Sales Pipeline Trend (Track Whether Your Funnel Is Growing Or Shrinking)

Tracking your sales pipeline trend is essential because, all other things being equal, you cannot increase sales if your funnel growth is flat.

Or even worse, if it’s heading downhill.

In other words, managers need clarity on the trend in the size of their sales pipeline over the long, medium, and short-term.

So, if you want to measure your sales pipeline growth using Salesforce dashboards and reports, then you’ll love this blog post.

As a bonus, I’ll also show you where you can quickly get the opportunity trend reports for free without building them yourself.

(Of course, size isn’t everything. You’ll also want to use these three pipeline quality metrics).

With that, let’s kick things off by tracking the long-term pipeline trend.

Long-term Sales Pipeline Trend

The specific Salesforce report you need to get visibility of the long-term trend in your sales pipeline is the Opportunity Trends report.

However, I prefer to call it the Pipeline As-At report.

That’s because the report shows the actual size of the funnel ‘As-At’ the first day of each month.

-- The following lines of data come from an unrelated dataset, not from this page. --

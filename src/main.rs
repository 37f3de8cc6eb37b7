use std::process::exit;

fn main() {
    if let Err(e) = orgdash::app::run_cli() {
        eprintln!("error: {e}");
        exit(1);
    }
}
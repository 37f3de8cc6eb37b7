use colored::Colorize;
use serde::Serialize;

use crate::facets::FacetSet;
use crate::financials::EnrichedRecord;
use crate::pipeline::{Collection, LoadState};

#[derive(Clone, Copy, Debug, PartialEq, Eq)]
pub enum OutputFormat {
    Text,
    Json,
}

impl OutputFormat {
    pub fn parse(value: &str) -> Option<Self> {
        match value.trim().to_lowercase().as_str() {
            "text" | "txt" => Some(Self::Text),
            "json" => Some(Self::Json),
            _ => None,
        }
    }
}

pub fn infer_format_from_path(path: &str) -> Option<OutputFormat> {
    let lower = path.trim().to_lowercase();
    if lower.ends_with(".json") {
        return Some(OutputFormat::Json);
    }
    if lower.ends_with(".txt") {
        return Some(OutputFormat::Text);
    }
    None
}

#[derive(Clone, Debug, Default, PartialEq, Eq, Serialize)]
pub struct SummaryStats {
    pub total_companies: usize,
    pub large_companies: usize,
    pub total_employees: u64,
    pub distinct_industries: usize,
}

#[derive(Clone, Debug, PartialEq, Eq, Serialize)]
pub struct PageView {
    pub rows: Vec<EnrichedRecord>,
    pub page: usize,
    pub total_count: usize,
    pub total_pages: usize,
    pub summary: SummaryStats,
}

#[derive(Clone, Debug, PartialEq, Eq, Serialize)]
#[serde(tag = "status", rename_all = "snake_case")]
pub enum ViewModel {
    Loaded(PageView),
    Failed { message: String },
}

// Pure reduction over the whole filtered collection; pagination never
// changes the summary numbers.
fn summarize(records: &[EnrichedRecord], large_company_threshold: u32) -> SummaryStats {
    let mut industries: Vec<&str> = records
        .iter()
        .map(|r| r.entity.industry_code.as_str())
        .filter(|code| !code.is_empty())
        .collect();
    industries.sort_unstable();
    industries.dedup();

    SummaryStats {
        total_companies: records.len(),
        large_companies: records
            .iter()
            .filter(|r| r.entity.employees >= large_company_threshold)
            .count(),
        total_employees: records
            .iter()
            .map(|r| u64::from(r.entity.employees))
            .sum(),
        distinct_industries: industries.len(),
    }
}

pub fn build(
    collection: &Collection,
    state: &LoadState,
    page_size: usize,
    large_company_threshold: u32,
) -> ViewModel {
    if let LoadState::Failed(message) = state {
        return ViewModel::Failed {
            message: message.clone(),
        };
    }

    let records = collection.records();
    let page_size = page_size.max(1);
    let page = collection.page().max(1);
    let offset = (page - 1) * page_size;
    let rows: Vec<EnrichedRecord> = records
        .iter()
        .skip(offset)
        .take(page_size)
        .cloned()
        .collect();

    ViewModel::Loaded(PageView {
        rows,
        page,
        total_count: records.len(),
        total_pages: collection.total_pages(page_size),
        summary: summarize(records, large_company_threshold),
    })
}

// Thousands grouping without pulling in a locale stack; the upstream data
// is Norwegian so a thin-space group separator is close enough for a terminal.
pub fn format_count(value: u64) -> String {
    let digits = value.to_string();
    let mut out = String::with_capacity(digits.len() + digits.len() / 3);
    for (i, c) in digits.chars().enumerate() {
        if i > 0 && (digits.len() - i) % 3 == 0 {
            out.push(' ');
        }
        out.push(c);
    }
    out
}

// Amounts render rounded to millions; absent means "not reported" and is
// shown as a placeholder, never as zero.
pub fn format_mnok(value: Option<i64>) -> String {
    match value {
        None => "–".to_string(),
        Some(amount) => {
            let millions = (amount as f64 / 1_000_000.0).round() as i64;
            if millions < 0 {
                format!("-{}", format_count(millions.unsigned_abs()))
            } else {
                format_count(millions as u64)
            }
        }
    }
}

pub fn render_json(view: &ViewModel) -> Vec<u8> {
    serde_json::to_vec_pretty(view).unwrap_or_else(|_| b"{}\n".to_vec())
}

pub fn render_text(view: &ViewModel, facets: &FacetSet) -> String {
    let mut out = String::new();
    match view {
        ViewModel::Failed { message } => {
            out.push_str(&format!("{} {}\n", "load failed:".red().bold(), message));
        }
        ViewModel::Loaded(page) => {
            out.push_str(&format!(
                ":: {:<10}: companies={} large={} employees={} industries={}\n",
                "Summary",
                page.summary.total_companies,
                page.summary.large_companies,
                format_count(page.summary.total_employees),
                page.summary.distinct_industries,
            ));
            out.push_str(&format!(
                ":: {:<10}: {}\n",
                "Industries",
                facets
                    .industries
                    .iter()
                    .map(|i| format!("{} {}", i.code, i.label))
                    .collect::<Vec<_>>()
                    .join(", "),
            ));
            out.push('\n');

            out.push_str(&format!(
                "{:<34} {:>10} {:>10} {:>10} {:>10} {:>10} {:>6}\n",
                "Company".bold(),
                "Employees".bold(),
                "Revenue".bold(),
                "Result".bold(),
                "Equity".bold(),
                "Assets".bold(),
                "Year".bold(),
            ));
            for row in page.rows.iter() {
                let fin = row.financials;
                out.push_str(&format!(
                    "{:<34} {:>10} {:>10} {:>10} {:>10} {:>10} {:>6}\n",
                    truncate(&row.entity.name, 34),
                    format_count(u64::from(row.entity.employees)),
                    format_mnok(fin.and_then(|f| f.revenue)),
                    format_mnok(fin.and_then(|f| f.operating_result)),
                    format_mnok(fin.and_then(|f| f.equity)),
                    format_mnok(fin.and_then(|f| f.total_assets)),
                    fin.and_then(|f| f.fiscal_year)
                        .map(|y| y.to_string())
                        .unwrap_or_else(|| "–".to_string()),
                ));
            }
            if page.rows.is_empty() {
                out.push_str("no companies matched the active filters\n");
            }
            out.push('\n');
            out.push_str(&format!("Page {} / {}\n", page.page, page.total_pages));
        }
    }
    out
}

fn truncate(value: &str, max: usize) -> String {
    if value.chars().count() <= max {
        return value.to_string();
    }
    let mut out: String = value.chars().take(max.saturating_sub(1)).collect();
    out.push('…');
    out
}
use std::env;
use std::path::PathBuf;

use serde::Deserialize;
use serde::Serialize;

#[derive(Debug, Default, Deserialize, Serialize, Clone)]
pub struct ConfigFile {
    pub name: Option<String>,
    pub min_employees: Option<u32>,
    pub min_revenue_mnok: Option<i64>,
    pub industry: Option<String>,
    pub org_form: Option<String>,
    pub limit: Option<usize>,
    pub page: Option<usize>,
    pub page_size: Option<usize>,
    pub sort: Option<String>,
    pub ascending: Option<bool>,
    pub sequential: Option<bool>,
    pub rate: Option<u32>,
    pub concurrency: Option<usize>,
    pub timeout: Option<usize>,
    pub large_company_threshold: Option<u32>,
    pub registry_url: Option<String>,
    pub financials_url: Option<String>,
    pub output: Option<String>,
    pub output_format: Option<String>,
    pub no_color: Option<bool>,
}

fn home_dir() -> Option<PathBuf> {
    env::var_os("HOME")
        .map(PathBuf::from)
        .or_else(|| env::var_os("USERPROFILE").map(PathBuf::from))
        .or_else(|| {
            let drive = env::var_os("HOMEDRIVE")?;
            let path = env::var_os("HOMEPATH")?;
            Some(PathBuf::from(drive).join(path))
        })
}

pub fn default_config_path() -> Option<PathBuf> {
    Some(home_dir()?.join(".orgdash").join("config.yml"))
}

pub fn expand_tilde(path: &str) -> PathBuf {
    if let Some(stripped) = path.strip_prefix("~/").or_else(|| path.strip_prefix("~\\")) {
        if let Some(home) = home_dir() {
            return home.join(stripped);
        }
    }
    PathBuf::from(path)
}

pub fn expand_tilde_string(path: &str) -> String {
    expand_tilde(path).to_string_lossy().to_string()
}

pub fn load_config(path: &PathBuf, allow_missing: bool) -> Result<ConfigFile, String> {
    match std::fs::read_to_string(path) {
        Ok(contents) => serde_yaml::from_str::<ConfigFile>(&contents)
            .map_err(|e| format!("failed to parse config '{}': {e}", path.display())),
        Err(e) if e.kind() == std::io::ErrorKind::NotFound && allow_missing => {
            Ok(ConfigFile::default())
        }
        Err(e) if e.kind() == std::io::ErrorKind::NotFound => {
            Err(format!("config file not found '{}'", path.display()))
        }
        Err(e) => Err(format!("failed to read config '{}': {e}", path.display())),
    }
}

fn default_config_yaml() -> String {
    r#"# Orgdash config
#
# Location (default):
#   ~/.orgdash/config.yml

# Filter criteria (all optional; empty means no constraint)
# name: bdo
# min_employees: 100
# min_revenue_mnok: 10
# industry: "69.201"
# org_form: AS

# Fetch
limit: 100
timeout: 10

# Paging / sorting
page: 1
page_size: 20
sort: employees
ascending: false

# Enrichment
# sequential: true paces one statement lookup at a time; rate is
# lookups per second (0 disables pacing). concurrency applies to the
# default fan-out mode.
sequential: false
rate: 4
concurrency: 8

# Summary
large_company_threshold: 1000

# Endpoints
# registry_url: https://data.brreg.no/enhetsregisteret/api/enheter
# financials_url: https://data.brreg.no/regnskapsregisteret/regnskap

# Output (optional)
# output: ./companies.json
# output_format: json
no_color: false
"#
    .to_string()
}

pub fn ensure_default_config_file(path: &PathBuf) -> Result<(), String> {
    if path.exists() {
        return Ok(());
    }
    let parent = path
        .parent()
        .ok_or_else(|| format!("invalid config path '{}'", path.display()))?;
    std::fs::create_dir_all(parent).map_err(|e| {
        format!(
            "failed to create config directory '{}': {e}",
            parent.display()
        )
    })?;
    let contents = default_config_yaml();
    std::fs::write(path, contents)
        .map_err(|e| format!("failed to write config file '{}': {e}", path.display()))?;
    Ok(())
}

As a result, it gives terrific insight into the medium and long-term trends in the sales funnel size.

 

Opportunity Trends Report Example

In this example, we see the funnel was shrinking for three months towards the end of 2021.

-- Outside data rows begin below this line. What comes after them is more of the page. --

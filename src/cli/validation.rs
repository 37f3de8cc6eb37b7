use crate::cli::args::CliArgs;
use crate::pipeline::SortField;
use crate::registry::MAX_FETCH_LIMIT;
use crate::view::OutputFormat;

pub fn validate(args: &CliArgs) -> Result<(), String> {
    if let Some(limit) = args.limit {
        if limit == 0 || limit > MAX_FETCH_LIMIT {
            return Err(format!("invalid --limit, expected 1-{MAX_FETCH_LIMIT}"));
        }
    }
    if let Some(page_size) = args.page_size {
        if page_size == 0 {
            return Err("invalid --page-size, expected positive integer".to_string());
        }
    }
    if let Some(page) = args.page {
        if page == 0 {
            return Err("invalid --page, pages are 1-based".to_string());
        }
    }
    if let Some(raw) = args.sort.as_deref() {
        if SortField::parse(raw).is_none() {
            return Err(format!(
                "invalid --sort '{raw}', expected name, employees, revenue, result, equity or assets"
            ));
        }
    }
    if let Some(raw) = args.output_format.as_deref() {
        if OutputFormat::parse(raw).is_none() {
            return Err(format!("invalid --format '{raw}', expected text or json"));
        }
    }
    if let Some(mnok) = args.min_revenue_mnok {
        if mnok < 0 {
            return Err("invalid --min-revenue-mnok, expected non-negative value".to_string());
        }
    }
    if let Some(timeout) = args.timeout {
        if timeout == 0 {
            return Err("invalid --timeout, expected positive integer".to_string());
        }
    }
    Ok(())
}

Example of an Opportunity Trends Report in Salesforce showing change in the pipeline size over time.

Fortunately, the overall size of the pipeline has grown for the last three months.

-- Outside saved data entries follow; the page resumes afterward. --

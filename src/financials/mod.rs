use std::future::Future;
use std::num::NonZeroU32;

use futures::stream::{self, StreamExt};
use governor::{Quota, RateLimiter};
use indicatif::ProgressBar;
use serde::Deserialize;

use crate::registry::EntityRecord;

pub const DEFAULT_FINANCIALS_URL: &str = "https://data.brreg.no/regnskapsregisteret/regnskap";

#[derive(Clone, Copy, Debug, Default, PartialEq, Eq, serde::Serialize)]
pub struct FinancialSummary {
    pub fiscal_year: Option<i32>,
    pub revenue: Option<i64>,
    pub operating_result: Option<i64>,
    pub equity: Option<i64>,
    pub total_assets: Option<i64>,
}

#[derive(Clone, Debug, PartialEq, Eq, serde::Serialize)]
pub struct EnrichedRecord {
    pub entity: EntityRecord,
    pub financials: Option<FinancialSummary>,
}

#[derive(Clone, Copy, Debug)]
pub struct EnrichOptions {
    pub sequential: bool,
    pub concurrency: usize,
    // Requests per second in sequential mode; 0 disables pacing.
    pub rate: u32,
}

impl Default for EnrichOptions {
    fn default() -> Self {
        Self {
            sequential: false,
            concurrency: 8,
            rate: 4,
        }
    }
}

pub trait StatementSource {
    fn fetch_statement(
        &self,
        org_number: &str,
    ) -> impl Future<Output = Option<FinancialSummary>> + Send;
}

#[derive(Debug, Deserialize)]
struct RawStatement {
    regnskapsperiode: Option<RawPeriod>,
    resultatregnskap: Option<RawIncomeStatement>,
    balanse: Option<RawBalanceSheet>,
}

#[derive(Debug, Deserialize)]
struct RawPeriod {
    aar: Option<i32>,
}

#[derive(Debug, Deserialize)]
struct RawIncomeStatement {
    driftsinntekter: Option<i64>,
    driftsresultat: Option<i64>,
}

#[derive(Debug, Deserialize)]
struct RawBalanceSheet {
    egenkapital: Option<i64>,
    #[serde(rename = "sumEiendeler")]
    sum_eiendeler: Option<i64>,
}

fn normalize_statement(raw: RawStatement) -> FinancialSummary {
    let fiscal_year = raw.regnskapsperiode.and_then(|p| p.aar);
    let (revenue, operating_result) = match raw.resultatregnskap {
        Some(income) => (income.driftsinntekter, income.driftsresultat),
        None => (None, None),
    };
    let (equity, total_assets) = match raw.balanse {
        Some(balance) => (balance.egenkapital, balance.sum_eiendeler),
        None => (None, None),
    };
    FinancialSummary {
        fiscal_year,
        revenue,
        operating_result,
        equity,
        total_assets,
    }
}

// Latest fiscal year wins; on ties the first-encountered statement is kept.
// A statement without a year ranks below any dated one.
fn select_latest(statements: Vec<RawStatement>) -> Option<FinancialSummary> {
    let mut best: Option<FinancialSummary> = None;
    for raw in statements {
        let candidate = normalize_statement(raw);
        match &best {
            None => best = Some(candidate),
            Some(current) if candidate.fiscal_year > current.fiscal_year => {
                best = Some(candidate);
            }
            Some(_) => {}
        }
    }
    best
}

// The endpoint serves either a statement array or a single statement object
// depending on deployment. Anything else is treated as no data.
pub(crate) fn parse_statements_body(body: &str) -> Option<FinancialSummary> {
    let value: serde_json::Value = serde_json::from_str(body).ok()?;
    let statements: Vec<RawStatement> = if value.is_array() {
        serde_json::from_value(value).ok()?
    } else if value.is_object() {
        vec![serde_json::from_value(value).ok()?]
    } else {
        return None;
    };
    select_latest(statements)
}

#[derive(Clone, Debug)]
pub struct FinancialsClient {
    client: reqwest::Client,
    base_url: String,
}

impl FinancialsClient {
    pub fn new(client: reqwest::Client, base_url: impl Into<String>) -> Self {
        Self {
            client,
            base_url: base_url.into(),
        }
    }
}

impl StatementSource for FinancialsClient {
    // Every failure mode collapses to None: a missing summary is expected
    // data, not an error, and must never abort the rest of the batch.
    async fn fetch_statement(&self, org_number: &str) -> Option<FinancialSummary> {
        let url = format!("{}/{}", self.base_url.trim_end_matches('/'), org_number);
        let resp = self.client.get(&url).send().await.ok()?;
        if !resp.status().is_success() {
            return None;
        }
        let body = resp.text().await.ok()?;
        parse_statements_body(&body)
    }
}

pub async fn enrich<S>(
    source: &S,
    records: Vec<EntityRecord>,
    options: &EnrichOptions,
    pb: &ProgressBar,
) -> Vec<EnrichedRecord>
where
    S: StatementSource + Sync,
{
    if options.sequential {
        enrich_sequential(source, records, options.rate, pb).await
    } else {
        enrich_concurrent(source, records, options.concurrency.max(1), pb).await
    }
}

async fn enrich_concurrent<S>(
    source: &S,
    records: Vec<EntityRecord>,
    concurrency: usize,
    pb: &ProgressBar,
) -> Vec<EnrichedRecord>
where
    S: StatementSource + Sync,
{
    let lookups = records.into_iter().enumerate().map(|(idx, entity)| async move {
        let financials = source.fetch_statement(&entity.org_number).await;
        (idx, entity, financials)
    });

    let mut settled: Vec<(usize, EntityRecord, Option<FinancialSummary>)> = stream::iter(lookups)
        .buffer_unordered(concurrency)
        .map(|item| {
            pb.inc(1);
            item
        })
        .collect()
        .await;

    // Lookups settle in arbitrary order; the collection keeps load order.
    settled.sort_by_key(|(idx, _, _)| *idx);
    settled
        .into_iter()
        .map(|(_, entity, financials)| EnrichedRecord { entity, financials })
        .collect()
}

async fn enrich_sequential<S>(
    source: &S,
    records: Vec<EntityRecord>,
    rate: u32,
    pb: &ProgressBar,
) -> Vec<EnrichedRecord>
where
    S: StatementSource + Sync,
{
    let limiter = NonZeroU32::new(rate).map(|r| RateLimiter::direct(Quota::per_second(r)));

    let mut out = Vec::with_capacity(records.len());
    for entity in records {
        if let Some(limiter) = limiter.as_ref() {
            limiter.until_ready().await;
        }
        let financials = source.fetch_statement(&entity.org_number).await;
        pb.inc(1);
        out.push(EnrichedRecord { entity, financials });
    }
    out
}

As long as the deals are high-quality, that means we are in a good place for the first half of the year.

 

How the Opportunity Trends Report Works

The Opportunity Trends report shows all open opportunities in the funnel on the 1st of each month. It doesn’t matter if the deal is due to close in a later month; the report shows the total pipeline on the first day of each month.

Let’s walk through an example:

Let’s say there’s an opportunity in the Prospecting Stage on January 1. Therefore, the January column on the chart includes this deal, and specifically, it’s in the Prospecting group.

It doesn’t matter what later happens to the opportunity; it always shows in the January column because it was a pipeline deal on the first day of that month.

Next, let’s say it’s moved onto the Investigation Stage by the start of February.

Therefore, the opportunity appears in the February column.

Of course, it also continues to appear in the January column.

However, in mid-March, the deal is qualified out and the stage set to Closed Lost.

Therefore, the opportunity appears in the report’s January, February, and March columns.

Remember, it’s included in March because, on March 1, the deal was open.

However, it doesn’t appear next month because the opportunity was not in the pipeline on April 1.

Even so, the deal is always in the January, February, and March columns. That’s because As-At the first day of those months, the deal was in the pipeline.

In other words, the Opportunity Trends report shows the overall size of the pipeline at the start of each month. That’s irrespective of when those deals are due to close.

 

Analyzing Long-term Pipeline Trends

To get more detail on the sales pipeline trend, drill down to the underlying report.

To get more detail on the sales pipeline trend, drill down to the underlying report

If you want more detail on the sales pipeline trend, drill down to the report.

The report shows the specific numbers for each of the historical stages.

For example, the Negotiation stage was flat over the last three months, even though the overall size of the pipeline has grown.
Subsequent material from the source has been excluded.